━━━━━ Records shown

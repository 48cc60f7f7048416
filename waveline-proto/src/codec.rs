//! JSON codec for relay wire frames.
//!
//! Frames are UTF-8 JSON text; browser clients speak this natively over
//! WebSocket text messages. Both event enums (and any other serde type)
//! go through the same pair of functions.

use serde::Serialize;
use serde::de::DeserializeOwned;

/// Error type for codec encode/decode operations.
#[derive(Debug, thiserror::Error)]
pub enum CodecError {
    /// Serialization failed.
    #[error("serialization error: {0}")]
    Serialization(String),
    /// The frame is not valid JSON or does not match the expected shape.
    #[error("deserialization error: {0}")]
    Deserialization(String),
}

/// Encodes a value into a JSON text frame.
///
/// # Errors
///
/// Returns [`CodecError::Serialization`] if the value cannot be serialized.
pub fn encode<T: Serialize>(value: &T) -> Result<String, CodecError> {
    serde_json::to_string(value).map_err(|e| CodecError::Serialization(e.to_string()))
}

/// Decodes a value from a JSON text frame.
///
/// # Errors
///
/// Returns [`CodecError::Deserialization`] if the frame is not valid JSON
/// or does not match `T`.
pub fn decode<T: DeserializeOwned>(raw: &str) -> Result<T, CodecError> {
    serde_json::from_str(raw).map_err(|e| CodecError::Deserialization(e.to_string()))
}
//! Relay server core: shared state, WebSocket handler, and event fan-out.
//!
//! The relay accepts WebSocket connections, tracks room memberships, and
//! fans chat, typing, status, and presence events out to the correct set of
//! connected peers. It persists nothing and acknowledges nothing: delivery
//! is best-effort and at-most-once, FIFO per origin connection, with no
//! ordering guarantee across senders.

use std::collections::HashMap;
use std::sync::Arc;

use axum::extract::ws::{Message, WebSocket};
use futures_util::{SinkExt, StreamExt};
use tokio::sync::{RwLock, mpsc};
use uuid::Uuid;

use waveline_proto::codec;
use waveline_proto::event::{
    ClientEvent, ConversationEvent, PresenceBroadcast, ServerEvent, TypingBroadcast, TypingEvent,
};

use crate::rooms::{RoomName, RoomTable};

/// Path the WebSocket endpoint is served at.
pub const SOCKET_PATH: &str = "/ws";

/// Identifier for one client connection, minted at socket establishment
/// and dropped at disconnect.
#[derive(Debug, Clone, Copy, PartialEq, Eq, Hash)]
pub struct ConnectionId(Uuid);

impl ConnectionId {
    /// Mints a fresh time-ordered connection identifier (UUID v7).
    #[must_use]
    pub fn new() -> Self {
        Self(Uuid::now_v7())
    }
}

impl Default for ConnectionId {
    fn default() -> Self {
        Self::new()
    }
}

impl std::fmt::Display for ConnectionId {
    fn fmt(&self, f: &mut std::fmt::Formatter<'_>) -> std::fmt::Result {
        write!(f, "{}", self.0)
    }
}

/// Shared relay state holding the connection registry and room table.
///
/// Constructed once by the startup routine and injected into the handler by
/// `Arc` — there is no process-global registry.
pub struct RelayState {
    /// Maps connection ids to the sender half of each writer channel.
    connections: RwLock<HashMap<ConnectionId, mpsc::UnboundedSender<Message>>>,
    /// Room membership table.
    pub rooms: RoomTable,
}

impl Default for RelayState {
    fn default() -> Self {
        Self::new()
    }
}

impl RelayState {
    /// Creates a new relay state with no connections and no rooms.
    #[must_use]
    pub fn new() -> Self {
        Self {
            connections: RwLock::new(HashMap::new()),
            rooms: RoomTable::new(),
        }
    }

    /// Registers a connection, storing the sender half of its writer channel.
    pub async fn register(&self, conn: ConnectionId, sender: mpsc::UnboundedSender<Message>) {
        let mut conns = self.connections.write().await;
        conns.insert(conn, sender);
    }

    /// Removes a connection from the registry, returning its sender if it
    /// existed.
    pub async fn unregister(
        &self,
        conn: ConnectionId,
    ) -> Option<mpsc::UnboundedSender<Message>> {
        let mut conns = self.connections.write().await;
        conns.remove(&conn)
    }

    /// Returns the number of currently registered connections.
    pub async fn connection_count(&self) -> usize {
        let conns = self.connections.read().await;
        conns.len()
    }

    /// Clones the senders for the given connections, skipping any that have
    /// already unregistered.
    async fn senders_for(
        &self,
        ids: &[ConnectionId],
    ) -> Vec<mpsc::UnboundedSender<Message>> {
        let conns = self.connections.read().await;
        ids.iter().filter_map(|id| conns.get(id).cloned()).collect()
    }

    /// Clones the senders for every connection except one.
    async fn senders_except(
        &self,
        exclude: ConnectionId,
    ) -> Vec<mpsc::UnboundedSender<Message>> {
        let conns = self.connections.read().await;
        conns
            .iter()
            .filter(|(id, _)| **id != exclude)
            .map(|(_, tx)| tx.clone())
            .collect()
    }

    /// Sends a WebSocket Close frame to all connected clients.
    ///
    /// Each writer task forwards the close frame, which the client-side
    /// reader observes as a disconnect. Used for graceful shutdown and in
    /// tests.
    pub async fn close_all_connections(&self) {
        let conns = self.connections.read().await;
        for (conn, sender) in conns.iter() {
            tracing::info!(conn = %conn, "sending close frame");
            let _ = sender.send(Message::Close(None));
        }
    }
}

/// Handles an upgraded WebSocket connection for its whole lifetime.
///
/// The connection lifecycle:
/// 1. Mint a [`ConnectionId`] and register the writer channel.
/// 2. Run a writer task (channel → socket) and a reader loop (socket →
///    [`handle_client_frame`]) until either side ends.
/// 3. On disconnect, unregister and remove the connection from every room.
///
/// There is no registration handshake: clients connect anonymously and then
/// emit join events.
pub async fn handle_socket(socket: WebSocket, state: Arc<RelayState>) {
    let conn = ConnectionId::new();
    let (mut ws_sender, mut ws_receiver) = socket.split();

    let (tx, mut rx) = mpsc::unbounded_channel::<Message>();
    state.register(conn, tx).await;
    tracing::info!(conn = %conn, "client connected");

    // Writer task: forward queued messages from the channel to the socket.
    let writer_conn = conn;
    let mut write_task = tokio::spawn(async move {
        while let Some(msg) = rx.recv().await {
            if ws_sender.send(msg).await.is_err() {
                tracing::warn!(conn = %writer_conn, "WebSocket write failed");
                break;
            }
        }
    });

    // Reader loop: process inbound frames until the client goes away.
    let reader_state = Arc::clone(&state);
    let mut read_task = tokio::spawn(async move {
        while let Some(Ok(msg)) = ws_receiver.next().await {
            match msg {
                Message::Text(text) => {
                    handle_client_frame(conn, text.as_str(), &reader_state).await;
                }
                Message::Close(_) => {
                    tracing::info!(conn = %conn, "received close frame");
                    break;
                }
                _ => {
                    // Ignore binary, ping, pong frames.
                }
            }
        }
    });

    // Wait for either task to finish, then abort the other.
    tokio::select! {
        _ = &mut read_task => {
            write_task.abort();
        }
        _ = &mut write_task => {
            read_task.abort();
        }
    }

    // Cleanup: the only cancellation primitive. Broadcasts already pushed to
    // other listeners are unaffected.
    state.unregister(conn).await;
    let rooms_left = state.rooms.remove_connection(conn).await;
    tracing::info!(conn = %conn, rooms = rooms_left, "client disconnected");
}

/// Handles one text frame from a connected client.
///
/// Frames that do not decode to a [`ClientEvent`] are dropped silently —
/// a malformed payload must never take the connection (or the server) down.
async fn handle_client_frame(conn: ConnectionId, raw: &str, state: &Arc<RelayState>) {
    let event = match codec::decode::<ClientEvent>(raw) {
        Ok(event) => event,
        Err(e) => {
            tracing::warn!(conn = %conn, error = %e, "dropping undecodable frame");
            return;
        }
    };

    match event {
        ClientEvent::JoinUserRoom(phone) => {
            let fresh = state.rooms.join(conn, RoomName::User(phone.clone())).await;
            tracing::debug!(conn = %conn, user = %phone, fresh, "joined user room");
        }
        ClientEvent::JoinConversationRoom(key) => {
            let fresh = state
                .rooms
                .join(conn, RoomName::Conversation(key.clone()))
                .await;
            tracing::debug!(conn = %conn, conversation = %key, fresh, "joined conversation room");
        }
        ClientEvent::LeaveConversationRoom(key) => {
            let was_member = state
                .rooms
                .leave(conn, &RoomName::Conversation(key.clone()))
                .await;
            tracing::debug!(conn = %conn, conversation = %key, was_member, "left conversation room");
        }
        ClientEvent::SendMessage(event) => {
            relay_conversation_event(state, conn, event, ServerEvent::NewMessage).await;
        }
        ClientEvent::TypingStart(typing) => {
            relay_typing(state, conn, typing, true).await;
        }
        ClientEvent::TypingStop(typing) => {
            relay_typing(state, conn, typing, false).await;
        }
        ClientEvent::MessageStatusUpdate(event) => {
            relay_conversation_event(state, conn, event, ServerEvent::MessageStatusChanged).await;
        }
        ClientEvent::UserOnline(user_id) => {
            relay_presence(state, conn, user_id).await;
        }
    }
}

/// Forwards a conversation-scoped payload verbatim to its conversation room.
///
/// `wrap` selects the outbound event kind (`new-message` or
/// `message-status-changed`); the payload itself is untouched.
async fn relay_conversation_event(
    state: &Arc<RelayState>,
    conn: ConnectionId,
    event: ConversationEvent,
    wrap: fn(ConversationEvent) -> ServerEvent,
) {
    let room = RoomName::Conversation(event.conversation_id.clone());
    broadcast_to_room(state, &room, conn, &wrap(event)).await;
}

/// Builds and broadcasts a `user-typing` event to the conversation room.
///
/// The boolean comes from which variant the client sent, not from the
/// payload; two consecutive `typing-start`s yield two deliveries.
async fn relay_typing(
    state: &Arc<RelayState>,
    conn: ConnectionId,
    typing: TypingEvent,
    is_typing: bool,
) {
    let room = RoomName::Conversation(typing.conversation_id.clone());
    let broadcast = ServerEvent::UserTyping(TypingBroadcast {
        conversation_id: typing.conversation_id,
        user_id: typing.user_id,
        is_typing,
    });
    broadcast_to_room(state, &room, conn, &broadcast).await;
}

/// Builds and broadcasts a `user-status-changed` event to every other
/// connection on the server.
///
/// Presence is global, not room-scoped; `last_seen` is stamped here.
async fn relay_presence(state: &Arc<RelayState>, conn: ConnectionId, user_id: String) {
    let broadcast = ServerEvent::UserStatusChanged(PresenceBroadcast {
        user_id,
        is_online: true,
        last_seen: chrono::Utc::now().to_rfc3339(),
    });
    broadcast_to_all_except(state, conn, &broadcast).await;
}

/// Broadcasts an event to every member of a room except the sender.
///
/// A room with no other members is a silent no-op. Failed channel pushes
/// are ignored — the owning writer task's teardown performs the cleanup.
async fn broadcast_to_room(
    state: &Arc<RelayState>,
    room: &RoomName,
    sender: ConnectionId,
    event: &ServerEvent,
) {
    let frame = match codec::encode(event) {
        Ok(frame) => frame,
        Err(e) => {
            tracing::error!(error = %e, "failed to encode broadcast");
            return;
        }
    };

    let listeners = state.rooms.members_except(room, sender).await;
    if listeners.is_empty() {
        tracing::debug!(room = %room, "broadcast to empty room");
        return;
    }

    tracing::debug!(room = %room, listeners = listeners.len(), "broadcasting");
    for tx in state.senders_for(&listeners).await {
        let _ = tx.send(Message::Text(frame.clone().into()));
    }
}

/// Broadcasts an event to every connection on the server except the sender.
async fn broadcast_to_all_except(
    state: &Arc<RelayState>,
    sender: ConnectionId,
    event: &ServerEvent,
) {
    let frame = match codec::encode(event) {
        Ok(frame) => frame,
        Err(e) => {
            tracing::error!(error = %e, "failed to encode broadcast");
            return;
        }
    };

    for tx in state.senders_except(sender).await {
        let _ = tx.send(Message::Text(frame.clone().into()));
    }
}

/// Starts the relay server on the given address and returns the bound
/// address and a join handle.
///
/// This is the primary entry point used by both `main.rs` and test code.
///
/// # Errors
///
/// Returns an error if the TCP listener cannot bind to the given address.
pub async fn start_server(
    addr: &str,
) -> Result<
    (std::net::SocketAddr, tokio::task::JoinHandle<()>),
    Box<dyn std::error::Error + Send + Sync>,
> {
    start_server_with_state(addr, Arc::new(RelayState::new())).await
}

/// Starts the relay server with a pre-constructed [`RelayState`].
///
/// Tests use this to keep a handle on the state and observe memberships.
///
/// # Errors
///
/// Returns an error if the TCP listener cannot bind to the given address.
pub async fn start_server_with_state(
    addr: &str,
    state: Arc<RelayState>,
) -> Result<
    (std::net::SocketAddr, tokio::task::JoinHandle<()>),
    Box<dyn std::error::Error + Send + Sync>,
> {
    // Browser clients connect from arbitrary origins; the upgrade endpoint
    // accepts them all.
    let cors = tower_http::cors::CorsLayer::new()
        .allow_origin(tower_http::cors::Any)
        .allow_methods([axum::http::Method::GET, axum::http::Method::POST]);

    let app = axum::Router::new()
        .route(SOCKET_PATH, axum::routing::get(ws_handler))
        .layer(cors)
        .with_state(state);

    let listener = tokio::net::TcpListener::bind(addr).await?;
    let bound_addr = listener.local_addr()?;

    let handle = tokio::spawn(async move {
        if let Err(e) = axum::serve(listener, app).await {
            tracing::error!(error = %e, "relay server error");
        }
    });

    Ok((bound_addr, handle))
}

/// axum handler that upgrades an HTTP request to a WebSocket connection.
async fn ws_handler(
    ws: axum::extract::ws::WebSocketUpgrade,
    axum::extract::State(state): axum::extract::State<Arc<RelayState>>,
) -> impl axum::response::IntoResponse {
    ws.on_upgrade(move |socket| handle_socket(socket, state))
}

━━━━━━━━━━

◆ **Work instruction**:
Search the entries above for the word "then", and copy every line where it occurs.

◆ **The completed task**:
/// There is no registration handshake: clients connect anonymously and then
    // Wait for either task to finish, then abort the other.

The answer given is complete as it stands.